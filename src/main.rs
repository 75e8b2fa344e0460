use clap::{Args, Parser, Subcommand};
use std::path::{Path, PathBuf};
use tracing_subscriber::{layer::SubscriberExt, util::SubscriberInitExt};

use inkpack::assets::AssetLoader;
use inkpack::models::{BoardsFile, ParamOverrides};
use inkpack::services::{
    read_png, write_outputs, ConversionJob, ConversionService, FileWatcher, OutputFormat,
    OutputPlan, OutputWriter,
};

#[derive(Parser)]
#[command(name = "inkpack")]
#[command(about = "Dither and pack images for e-ink display boards")]
struct Cli {
    #[command(subcommand)]
    command: Option<Commands>,
}

#[derive(Subcommand)]
enum Commands {
    /// Convert a PNG into a packed display buffer
    Convert(ConvertArgs),
    /// Convert, then convert again whenever the input or board file changes
    Watch(ConvertArgs),
    /// List the known boards and their modes
    Boards {
        /// Print the resolved board file as JSON
        #[arg(long)]
        json: bool,
    },
    /// Extract the embedded boards.json for customization
    Init {
        /// Overwrite an existing file
        #[arg(long, short)]
        force: bool,
    },
}

#[derive(Args, Clone)]
struct ConvertArgs {
    /// Input PNG, already sized to the board's display
    input: PathBuf,

    /// Board name (defaults to the first board in the board file)
    #[arg(short, long)]
    board: Option<String>,

    /// Mode id (defaults to the board's first mode)
    #[arg(short, long)]
    mode: Option<String>,

    /// Dithering method, e.g. "none", "floyd-steinberg" or "jarvis"
    #[arg(short, long)]
    dither: Option<String>,

    /// Black/white threshold for 1 bpp output
    #[arg(short, long)]
    threshold: Option<u8>,

    /// Invert the image before quantizing
    #[arg(long, overrides_with = "no_invert")]
    invert: bool,

    /// Do not invert, even if the mode's default says so
    #[arg(long, overrides_with = "invert")]
    no_invert: bool,

    /// Output file (defaults to the input path with a .bin or .h extension)
    #[arg(short, long)]
    output: Option<PathBuf>,

    /// Output format: "bin" or "c" (defaults from the output extension)
    #[arg(long)]
    format: Option<OutputFormat>,

    /// C array name for header output (defaults to the input file stem)
    #[arg(long)]
    name: Option<String>,

    /// Also write a PNG preview of what the panel will show
    #[arg(short, long)]
    preview: Option<PathBuf>,

    /// Board file (overrides BOARDS_FILE)
    #[arg(long)]
    boards: Option<PathBuf>,
}

impl ConvertArgs {
    fn loader(&self) -> AssetLoader {
        match self.boards {
            Some(ref path) => AssetLoader::new(Some(path.clone())),
            None => AssetLoader::from_env(),
        }
    }

    fn overrides(&self) -> ParamOverrides {
        ParamOverrides {
            threshold: self.threshold,
            invert: match (self.invert, self.no_invert) {
                (true, _) => Some(true),
                (_, true) => Some(false),
                _ => None,
            },
            dither: self.dither.clone(),
        }
    }

    fn plan(&self) -> OutputPlan {
        OutputPlan::for_input(
            &self.input,
            self.output.clone(),
            self.format,
            self.name.clone(),
            self.preview.clone(),
        )
    }

    /// Load boards, read the input and build a job for the selected mode
    fn job(&self, loader: &AssetLoader) -> anyhow::Result<ConversionJob> {
        let (boards, _) = BoardsFile::load(loader)?;
        let selection =
            boards.select(self.board.as_deref(), self.mode.as_deref(), &self.overrides())?;
        tracing::info!(
            board = %selection.board.board,
            mode = %selection.mode.id,
            dither = selection.params.dither.as_deref().unwrap_or("default"),
            "Selected board mode"
        );
        let image = read_png(&self.input)?;
        Ok(ConversionJob::new(image, &selection)?)
    }
}

#[tokio::main]
async fn main() -> anyhow::Result<()> {
    let cli = Cli::parse();

    match cli.command {
        Some(Commands::Convert(args)) => {
            init_logging("inkpack=warn");
            run_convert_command(args).await
        }
        Some(Commands::Watch(args)) => {
            init_logging("inkpack=info");
            run_watch_command(args).await
        }
        Some(Commands::Boards { json }) => {
            init_logging("inkpack=warn");
            run_boards_command(json)
        }
        Some(Commands::Init { force }) => run_init_command(force),
        None => {
            run_status_command();
            Ok(())
        }
    }
}

fn init_logging(default_filter: &str) {
    tracing_subscriber::registry()
        .with(
            tracing_subscriber::EnvFilter::try_from_default_env()
                .unwrap_or_else(|_| default_filter.into()),
        )
        .with(tracing_subscriber::fmt::layer().without_time())
        .init();
}

/// Convert once and write the outputs
async fn run_convert_command(args: ConvertArgs) -> anyhow::Result<()> {
    let loader = args.loader();
    if let Err(e) = loader.seed_if_configured() {
        tracing::warn!(%e, "Failed to seed board file");
    }

    let job = args.job(&loader)?;
    let service = ConversionService::new();
    let Some(image) = service.convert(job).await? else {
        anyhow::bail!("conversion was superseded");
    };

    let plan = args.plan();
    let report = write_outputs(&image, &plan)?;
    println!(
        "Wrote {} ({} bytes, {}x{} @ {} bpp, mode {})",
        plan.path.display(),
        report.output_bytes,
        image.meta().width,
        image.meta().height,
        image.meta().bpp,
        image.meta().mode_id
    );
    if let (Some(path), Some(bytes)) = (&plan.preview, report.preview_bytes) {
        println!("Wrote preview {} ({bytes} bytes)", path.display());
    }
    Ok(())
}

/// Convert on every change; a slow conversion never overwrites a newer one
async fn run_watch_command(args: ConvertArgs) -> anyhow::Result<()> {
    let loader = args.loader();
    if let Err(e) = loader.seed_if_configured() {
        tracing::warn!(%e, "Failed to seed board file");
    }

    let mut watched = vec![args.input.clone()];
    if let Some(path) = loader.boards_file() {
        watched.push(path.to_path_buf());
    }
    let mut watcher = FileWatcher::new(&watched)?;
    let service = ConversionService::new();
    let (writer, _writer_task) = OutputWriter::spawn(service.clone(), args.plan());

    submit(&service, &args, &loader, &writer);
    println!("Watching {} (Ctrl+C to stop)", args.input.display());

    loop {
        tokio::select! {
            event = watcher.changed() => {
                let Some(event) = event else { break };
                tracing::info!(paths = ?event.paths, "Change detected");
                submit(&service, &args, &loader, &writer);
            }
            _ = tokio::signal::ctrl_c() => {
                tracing::info!("Stopping watch");
                break;
            }
        }
    }
    Ok(())
}

/// Start one conversion and hand its result to the writer
fn submit(
    service: &ConversionService,
    args: &ConvertArgs,
    loader: &AssetLoader,
    writer: &OutputWriter,
) {
    let job = match args.job(loader) {
        Ok(job) => job,
        Err(e) => {
            tracing::error!(error = %e, "Cannot convert");
            return;
        }
    };
    let pending = service.submit(job);
    let ticket = pending.ticket();
    let writer = writer.clone();
    tokio::spawn(async move {
        match pending.wait().await {
            Ok(Some(image)) => {
                writer.send(ticket, image).await;
            }
            Ok(None) => {}
            Err(e) => tracing::error!(error = %e, "Conversion failed"),
        }
    });
}

fn run_boards_command(json: bool) -> anyhow::Result<()> {
    let loader = AssetLoader::from_env();
    let (boards, source) = BoardsFile::load(&loader)?;

    if json {
        println!("{}", serde_json::to_string_pretty(&boards)?);
        return Ok(());
    }

    println!("Boards ({source}):\n");
    for board in &boards.boards {
        println!(
            "  {} ({}x{})",
            board.board, board.display_width, board.display_height
        );
        for mode in &board.modes {
            let status = match mode.target() {
                Ok(target) => format!("{} bpp packed", target.bpp()),
                Err(e) => format!("unusable: {e}"),
            };
            println!("    - {:<8} {status}", mode.id);
        }
    }
    Ok(())
}

fn run_init_command(force: bool) -> anyhow::Result<()> {
    let loader = AssetLoader::from_env();
    let report = loader.init(force)?;

    for f in &report.written {
        println!("  + {f}");
    }
    if !report.skipped.is_empty() {
        println!("Skipped {} existing files (use --force to overwrite):", report.skipped.len());
        for f in &report.skipped {
            println!("  - {f}");
        }
    }
    Ok(())
}

fn run_status_command() {
    const VERSION: &str = env!("CARGO_PKG_VERSION");

    let boards_file = std::env::var("BOARDS_FILE").ok();

    println!("inkpack v{VERSION}");
    println!("Dither and pack images for e-ink display boards\n");

    println!("Environment Variables:");
    println!(
        "  BOARDS_FILE = {}",
        boards_file.as_deref().unwrap_or("(not set)")
    );

    println!("\nBoard Source:");
    let source = match boards_file {
        Some(ref path) if Path::new(path).exists() => path.clone(),
        Some(_) => "embedded (file not found)".to_string(),
        None => "embedded".to_string(),
    };
    println!("  {source}");

    println!("\nCommands:");
    println!("  inkpack convert <input.png>  Convert an image for a board");
    println!("  inkpack watch <input.png>    Convert again on every change");
    println!("  inkpack boards               List boards and modes");
    println!("  inkpack init                 Extract boards.json for customization");
}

********

WHAT THE TASK REQUIRES:
The range runs from the line above containing "let status = match" to the line containing "let report = loader.init(force)?;", inclusive. Restate those lines word for word and no others.

ANSWER SECTION:
            let status = match mode.target() {
                Ok(target) => format!("{} bpp packed", target.bpp()),
                Err(e) => format!("unusable: {e}"),
            };
            println!("    - {:<8} {status}", mode.id);
        }
    }
    Ok(())
}

fn run_init_command(force: bool) -> anyhow::Result<()> {
    let loader = AssetLoader::from_env();
    let report = loader.init(force)?;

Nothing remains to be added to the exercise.